··· Records to process ···
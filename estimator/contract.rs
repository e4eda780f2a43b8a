use crate::link::LinkFunction;
use crate::quantile::LossError;
use ndarray::{Array1, ArrayView1, Zip};
use thiserror::Error;

/// Errors raised when a regression mode is configured or when the training
/// targets fall outside the mode's domain.
#[derive(Error, Debug, Clone, PartialEq)]
pub enum ContractError {
    #[error(
        "The target y must be positive semi-definite and not NAN. y[~(y>=0)] = {values:?}"
    )]
    NegativeTargets { values: Vec<f64> },

    #[error("The target y must be real valued and not NAN. Offending values: {values:?}")]
    NonFiniteTargets { values: Vec<f64> },

    #[error("Quantile must lie in [0, 1], but was {0}.")]
    InvalidQuantile(f64),

    #[error("The neutral factor in link space must be finite, but was {0}.")]
    InvalidNeutralFactorLink(f64),
}

/// One regression mode of the generic-loss estimator.
///
/// A contract is an immutable value: the estimator borrows it for the whole
/// call and evaluates `model` once per sample, `costs` once per objective
/// evaluation, and `uncertainty` once per bin.
pub trait LossContract: Send + Sync {
    /// Combines a natural-scale bin parameter with the prediction of all other
    /// features for one sample.
    fn model(&self, param: f64, others_prediction: f64) -> f64;

    /// Aggregate cost of `prediction` against the observed targets.
    fn costs(
        &self,
        prediction: ArrayView1<f64>,
        y: ArrayView1<f64>,
        weights: ArrayView1<f64>,
    ) -> Result<f64, LossError>;

    /// Closed-form uncertainty of a bin parameter fitted on targets `y`.
    fn uncertainty(&self, y: ArrayView1<f64>) -> f64;

    fn link(&self) -> LinkFunction;

    /// The framework's "no effect" parameter in link space.
    fn neutral_factor_link(&self) -> f64;

    /// The natural-scale value used as the minimizer's starting point and for
    /// unobserved bins. Implementations compute it once at construction with
    /// [`neutral_factor_from_link`].
    fn neutral_factor(&self) -> f64;

    /// Validates the target domain before any optimization work is done.
    fn check_targets(&self, y: ArrayView1<f64>) -> Result<(), ContractError>;

    /// Cost of a single bin as a function of its parameter.
    fn objective(
        &self,
        param: f64,
        y: ArrayView1<f64>,
        others_prediction: ArrayView1<f64>,
        weights: ArrayView1<f64>,
    ) -> Result<f64, LossError> {
        let prediction: Array1<f64> =
            Zip::from(&others_prediction).map_collect(|&others| self.model(param, others));
        self.costs(prediction.view(), y, weights)
    }

    /// In-sample loss after a full feature cycle, used by the framework as a
    /// stopping criterion.
    fn loss(
        &self,
        prediction: ArrayView1<f64>,
        y: ArrayView1<f64>,
        weights: ArrayView1<f64>,
    ) -> Result<f64, LossError> {
        self.costs(prediction, y, weights)
    }
}

/// `0` when the neutral factor is exactly zero in link space, otherwise the
/// natural-scale value of `neutral_factor_link`.
pub fn neutral_factor_from_link(link: LinkFunction, neutral_factor_link: f64) -> f64 {
    if neutral_factor_link == 0.0 {
        0.0
    } else {
        link.unlink(neutral_factor_link)
    }
}
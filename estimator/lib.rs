#![deny(unused_variables)]
#![deny(dead_code)]
#![deny(unused_imports)]
#![deny(clippy::no_effect_underscore_binding)]

//! Generic-loss bin parameter estimation for cyclic boosting.
//!
//! Given the bin assignment of one feature, the training targets, and the
//! combined prediction of every other feature, this crate fits one
//! correction parameter per bin by numerically minimizing a pluggable loss,
//! and attaches a closed-form uncertainty to each parameter. The cyclic fit
//! loop, binning, and smoothing live in the enclosing framework.

pub mod config;
pub mod contract;
pub mod diagnostics;
pub mod estimate;
pub mod global_scale;
pub mod grouping;
pub mod link;
pub mod minimize;
pub mod modes;
pub mod quantile;

#[cfg(test)]
mod test_fixtures;

pub use config::{ConfigError, EstimatorConfig, ModeKind};
pub use contract::{ContractError, LossContract};
pub use diagnostics::{Diagnostic, DiagnosticsSink, LogSink, RecordingSink, Severity};
pub use estimate::{
    BinEstimates, EstimationError, EstimationOptions, estimate_bin_parameters, optimize_bin,
};
pub use global_scale::{GlobalScale, GlobalScaleError, compute_global_scale};
pub use grouping::{BinGroup, FeatureBins, GroupingError, SampleBatch, group_by_bin};
pub use link::{LinkFunction, PARAMETER_EPSILON};
pub use minimize::{MinimizerConfig, MinimizerError, MinimizerMethod, Minimum, minimize_scalar};
pub use modes::{AdditiveQuantile, MultiplicativeQuantile, QuantileMode};
pub use quantile::{LossError, continuous_quantile_from_discrete, quantile_costs};
//! Non-fatal conditions raised while estimating, routed through an injected
//! sink instead of a process-wide logger so that callers (and tests) decide
//! where they go.

use std::fmt;
use std::sync::Mutex;

#[derive(Debug, Clone, Copy, PartialEq, Eq)]
pub enum Severity {
    Debug,
    Warning,
}

/// A recoverable condition observed during grouping or global-scale setup.
#[derive(Debug, Clone, PartialEq)]
pub enum Diagnostic {
    /// The prior prediction column contained `count` NaN or infinite entries;
    /// they were excluded from the weighted mean.
    NonFinitePriorPredictions { count: usize },
    /// The weighted prior mean is not finite in link space, so no prior
    /// individualization is applied.
    NonFinitePriorMeanLink { mean: f64 },
    /// A declared bin received no training samples in this iteration.
    UnobservedBin { bin: usize },
    /// A neutral estimate with zero uncertainty was inserted for this bin.
    FallbackBinInserted { bin: usize },
}

impl Diagnostic {
    pub fn severity(&self) -> Severity {
        match self {
            Diagnostic::NonFinitePriorPredictions { .. }
            | Diagnostic::NonFinitePriorMeanLink { .. } => Severity::Warning,
            Diagnostic::UnobservedBin { .. } | Diagnostic::FallbackBinInserted { .. } => {
                Severity::Debug
            }
        }
    }
}

impl fmt::Display for Diagnostic {
    fn fmt(&self, f: &mut fmt::Formatter<'_>) -> fmt::Result {
        match self {
            Diagnostic::NonFinitePriorPredictions { count } => write!(
                f,
                "Found a total number of {count} non-finite values in the prior prediction column"
            ),
            Diagnostic::NonFinitePriorMeanLink { mean } => write!(
                f,
                "The mean prior prediction ({mean}) is not finite in link space. \
                 No individualization is done and no prior mean subtraction is necessary."
            ),
            Diagnostic::UnobservedBin { bin } => {
                write!(f, "Bin {bin} has no training samples in this iteration")
            }
            Diagnostic::FallbackBinInserted { bin } => write!(
                f,
                "Inserted neutral parameter with zero uncertainty for unobserved bin {bin}"
            ),
        }
    }
}

/// Receives diagnostics. Implementations must tolerate concurrent reports
/// because bins may be estimated in parallel.
pub trait DiagnosticsSink: Send + Sync {
    fn report(&self, diagnostic: Diagnostic);
}

/// Forwards every diagnostic to the `log` facade at its severity.
#[derive(Debug, Default, Clone, Copy)]
pub struct LogSink;

impl DiagnosticsSink for LogSink {
    fn report(&self, diagnostic: Diagnostic) {
        match diagnostic.severity() {
            Severity::Warning => log::warn!("{diagnostic}"),
            Severity::Debug => log::debug!("{diagnostic}"),
        }
    }
}

/// Keeps every reported diagnostic in memory, in report order.
#[derive(Debug, Default)]
pub struct RecordingSink {
    records: Mutex<Vec<Diagnostic>>,
}

impl RecordingSink {
    pub fn new() -> Self {
        Self::default()
    }

    /// Snapshot of everything reported so far.
    pub fn records(&self) -> Vec<Diagnostic> {
        match self.records.lock() {
            Ok(guard) => guard.clone(),
            Err(poisoned) => poisoned.into_inner().clone(),
        }
    }

    pub fn count_where(&self, predicate: impl Fn(&Diagnostic) -> bool) -> usize {
        self.records().iter().filter(|&d| predicate(d)).count()
    }

    pub fn warnings(&self) -> Vec<Diagnostic> {
        self.records()
            .into_iter()
            .filter(|d| d.severity() == Severity::Warning)
            .collect()
    }
}

impl DiagnosticsSink for RecordingSink {
    fn report(&self, diagnostic: Diagnostic) {
        match self.records.lock() {
            Ok(mut guard) => guard.push(diagnostic),
            Err(poisoned) => poisoned.into_inner().push(diagnostic),
        }
    }
}
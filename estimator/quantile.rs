//! # Quantile Loss Kernel
//!
//! The pinball loss shared by the multiplicative and additive quantile modes,
//! and the continuous approximation of an empirical quantile used to seed the
//! global scale.
//!
//! A prediction exactly equal to its target is routed to the `q` branch, so it
//! contributes zero regardless of the quantile. Per-sample contributions that
//! are not finite are dropped from both the weighted error and the weight
//! normalization; they behave like zero-weight samples.

use ndarray::ArrayView1;
use thiserror::Error;

/// Errors raised while evaluating a loss over a batch of observations.
#[derive(Error, Debug, Clone, PartialEq)]
pub enum LossError {
    #[error("Loss cannot be computed on empty data.")]
    EmptyInput,

    #[error(
        "Loss inputs have inconsistent lengths: {predictions} predictions, {targets} targets, {weights} weights."
    )]
    LengthMismatch {
        predictions: usize,
        targets: usize,
        weights: usize,
    },

    #[error(
        "None of the {observations} observations produced a finite weighted loss contribution."
    )]
    NoFiniteContributions { observations: usize },

    #[error("Quantile must lie in [0, 1], but was {0}.")]
    InvalidQuantile(f64),
}

/// Weighted pinball loss of `prediction` against `y` for quantile `quantile`.
///
/// ```text
/// Σ w·[(y < p)·(1 − q)·(p − y) + (y ≥ p)·q·(y − p)] / Σ w
/// ```
pub fn quantile_costs(
    prediction: ArrayView1<f64>,
    y: ArrayView1<f64>,
    weights: ArrayView1<f64>,
    quantile: f64,
) -> Result<f64, LossError> {
    if y.is_empty() {
        return Err(LossError::EmptyInput);
    }
    if prediction.len() != y.len() || weights.len() != y.len() {
        return Err(LossError::LengthMismatch {
            predictions: prediction.len(),
            targets: y.len(),
            weights: weights.len(),
        });
    }

    let mut sum_weighted_error = 0.0;
    let mut sum_weights = 0.0;
    for ((&p, &target), &w) in prediction.iter().zip(y.iter()).zip(weights.iter()) {
        let error = if target < p {
            (1.0 - quantile) * (p - target)
        } else {
            quantile * (target - p)
        };
        let contribution = error * w;
        if contribution.is_finite() && w.is_finite() {
            sum_weighted_error += contribution;
            sum_weights += w;
        }
    }

    if sum_weights <= 0.0 {
        return Err(LossError::NoFiniteContributions {
            observations: y.len(),
        });
    }
    Ok(sum_weighted_error / sum_weights)
}

/// Continuous approximation of the `quantile` of potentially discrete values.
///
/// Each support point `v` is treated as spreading its mass uniformly over
/// `[v − ½, v + ½]`. With `y_q` the inverted-CDF order statistic at `quantile`
/// (the smallest value whose empirical CDF reaches it), the result is
///
/// `y_q + (quantile · n − n_below) / n_tied − ½`
///
/// where `n_below` counts values strictly below `y_q` and `n_tied` those equal
/// to it. The position inside a tie therefore moves with the quantile rather
/// than snapping to the support point.
pub fn continuous_quantile_from_discrete(
    y: ArrayView1<f64>,
    quantile: f64,
) -> Result<f64, LossError> {
    if !(0.0..=1.0).contains(&quantile) {
        return Err(LossError::InvalidQuantile(quantile));
    }
    if y.is_empty() {
        return Err(LossError::EmptyInput);
    }

    let mut sorted: Vec<f64> = y.to_vec();
    sorted.sort_by(|a, b| a.total_cmp(b));

    let n = sorted.len();
    let position = quantile * n as f64;
    let rank = (position.ceil() as usize).saturating_sub(1).min(n - 1);
    let y_q = sorted[rank];
    let n_below = sorted.partition_point(|&v| v < y_q);
    let n_tied = sorted.partition_point(|&v| v <= y_q) - n_below;

    Ok(y_q + (position - n_below as f64) / n_tied as f64 - 0.5)
}
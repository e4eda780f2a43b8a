//! # Global Scale Initialization
//!
//! The global scale is the link-space baseline before any per-feature factor
//! is applied: the link of a continuous approximation of the requested target
//! quantile. Its exact value is not critical for accuracy, since the bin
//! parameters compensate, but a baseline far from the typical target pushes
//! every feature's factors away from neutral and makes them harder to read.
//!
//! When the framework supplies a prior prediction column, the offset between
//! the global scale and the link of the weighted prior mean is stored so the
//! framework can individualize predictions around the prior.

use crate::diagnostics::{Diagnostic, DiagnosticsSink};
use crate::link::LinkFunction;
use crate::quantile::{LossError, continuous_quantile_from_discrete};
use ndarray::ArrayView1;
use thiserror::Error;

#[derive(Error, Debug, Clone, PartialEq)]
pub enum GlobalScaleError {
    #[error("Failed to compute the target quantile: {0}")]
    Quantile(#[from] LossError),

    #[error("The weights have to be initialized: {found} weights for {expected} targets.")]
    WeightsLengthMismatch { found: usize, expected: usize },

    #[error("The prior prediction column has {found} entries, but there are {expected} targets.")]
    PriorLengthMismatch { found: usize, expected: usize },
}

#[derive(Debug, Clone, Copy, PartialEq)]
pub struct GlobalScale {
    pub global_scale_link: f64,
    /// `global_scale_link − link(weighted prior mean)` when a prior column was
    /// supplied. Falls back to `global_scale_link` itself when that mean is not
    /// finite in link space.
    pub prior_offset_link: Option<f64>,
}

pub fn compute_global_scale(
    link: LinkFunction,
    quantile: f64,
    y: ArrayView1<f64>,
    weights: ArrayView1<f64>,
    prior_prediction: Option<ArrayView1<f64>>,
    sink: &dyn DiagnosticsSink,
) -> Result<GlobalScale, GlobalScaleError> {
    if weights.len() != y.len() {
        return Err(GlobalScaleError::WeightsLengthMismatch {
            found: weights.len(),
            expected: y.len(),
        });
    }

    let global_scale_link = link.link(continuous_quantile_from_discrete(y, quantile)?);
    log::info!(
        "Global scale at quantile {quantile}: {global_scale_link:.6} in link space ({} targets)",
        y.len()
    );

    let prior = match prior_prediction {
        Some(prior) => prior,
        None => {
            return Ok(GlobalScale {
                global_scale_link,
                prior_offset_link: None,
            });
        }
    };
    if prior.len() != y.len() {
        return Err(GlobalScaleError::PriorLengthMismatch {
            found: prior.len(),
            expected: y.len(),
        });
    }

    let mut non_finite = 0usize;
    let mut weighted_sum = 0.0;
    let mut weight_sum = 0.0;
    for (&p, &w) in prior.iter().zip(weights.iter()) {
        if p.is_finite() {
            weighted_sum += p * w;
            weight_sum += w;
        } else {
            non_finite += 1;
        }
    }
    if non_finite > 0 {
        sink.report(Diagnostic::NonFinitePriorPredictions { count: non_finite });
    }

    let prior_mean = weighted_sum / weight_sum;
    let prior_mean_link = link.link(prior_mean);

    let prior_offset_link = if prior_mean_link.is_finite() {
        global_scale_link - prior_mean_link
    } else {
        sink.report(Diagnostic::NonFinitePriorMeanLink { mean: prior_mean });
        global_scale_link
    };

    Ok(GlobalScale {
        global_scale_link,
        prior_offset_link: Some(prior_offset_link),
    })
}

#[cfg(test)]
mod tests {
    use super::*;
    use crate::diagnostics::RecordingSink;
    use approx::assert_abs_diff_eq;
    use ndarray::{Array1, array};

    #[test]
    fn global_scale_is_the_linked_quantile() {
        let y = array![1.0, 2.0, 3.0, 4.0];
        let w = Array1::ones(4);
        let sink = RecordingSink::new();

        let log_scale =
            compute_global_scale(LinkFunction::Log, 0.5, y.view(), w.view(), None, &sink).unwrap();
        assert_abs_diff_eq!(log_scale.global_scale_link, 2.5_f64.ln(), epsilon = 1e-12);
        assert_eq!(log_scale.prior_offset_link, None);

        let identity =
            compute_global_scale(LinkFunction::Identity, 0.5, y.view(), w.view(), None, &sink)
                .unwrap();
        assert_abs_diff_eq!(identity.global_scale_link, 2.5, epsilon = 1e-12);
        assert!(sink.records().is_empty());
    }

    #[test]
    fn prior_offset_uses_the_weighted_finite_mean() {
        let y = array![2.0, 2.0, 2.0, 2.0];
        let w = array![1.0, 3.0, 1.0, 5.0];
        let prior = array![1.0, 2.0, f64::NAN, 4.0];
        let sink = RecordingSink::new();

        let scale = compute_global_scale(
            LinkFunction::Identity,
            0.5,
            y.view(),
            w.view(),
            Some(prior.view()),
            &sink,
        )
        .unwrap();

        let mean = (1.0 + 6.0 + 20.0) / 9.0;
        assert_abs_diff_eq!(scale.prior_offset_link.unwrap(), 2.0 - mean, epsilon = 1e-12);
        assert_eq!(
            sink.records(),
            vec![Diagnostic::NonFinitePriorPredictions { count: 1 }]
        );
    }

    #[test]
    fn all_non_finite_prior_disables_individualization() {
        let y = array![1.0, 3.0, 5.0];
        let w = Array1::ones(3);
        let prior = array![f64::NAN, f64::INFINITY, f64::NEG_INFINITY];
        let sink = RecordingSink::new();

        let scale = compute_global_scale(
            LinkFunction::Log,
            0.5,
            y.view(),
            w.view(),
            Some(prior.view()),
            &sink,
        )
        .unwrap();

        assert_eq!(scale.prior_offset_link, Some(scale.global_scale_link));
        assert_eq!(
            sink.count_where(|d| matches!(d, Diagnostic::NonFinitePriorPredictions { count: 3 })),
            1
        );
        assert_eq!(
            sink.count_where(|d| matches!(d, Diagnostic::NonFinitePriorMeanLink { .. })),
            1
        );
    }

    #[test]
    fn non_positive_prior_mean_under_log_link_falls_back() {
        let y = array![1.0, 2.0];
        let w = Array1::ones(2);
        let prior = array![-1.0, -3.0];
        let sink = RecordingSink::new();

        let scale = compute_global_scale(
            LinkFunction::Log,
            0.5,
            y.view(),
            w.view(),
            Some(prior.view()),
            &sink,
        )
        .unwrap();
        assert_eq!(scale.prior_offset_link, Some(scale.global_scale_link));
        assert_eq!(sink.warnings().len(), 1);
    }

    #[test]
    fn mismatched_columns_are_rejected() {
        let y = array![1.0, 2.0];
        let sink = RecordingSink::new();
        assert!(matches!(
            compute_global_scale(LinkFunction::Log, 0.5, y.view(), array![1.0].view(), None, &sink),
            Err(GlobalScaleError::WeightsLengthMismatch { found: 1, expected: 2 })
        ));
        assert!(matches!(
            compute_global_scale(
                LinkFunction::Log,
                0.5,
                y.view(),
                array![1.0, 1.0].view(),
                Some(array![1.0].view()),
                &sink
            ),
            Err(GlobalScaleError::PriorLengthMismatch { .. })
        ));
        assert!(matches!(
            compute_global_scale(
                LinkFunction::Log,
                0.5,
                Array1::<f64>::zeros(0).view(),
                Array1::<f64>::zeros(0).view(),
                None,
                &sink
            ),
            Err(GlobalScaleError::Quantile(LossError::EmptyInput))
        ));
    }
}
···
__What you are asked to do__
Scan the records for the word "once", and copy each line where it is found.

__Task output__
/// call and evaluates `model` once per sample, `costs` once per objective
/// evaluation, and `uncertainty` once per bin.
    /// unobserved bins. Implementations compute it once at construction with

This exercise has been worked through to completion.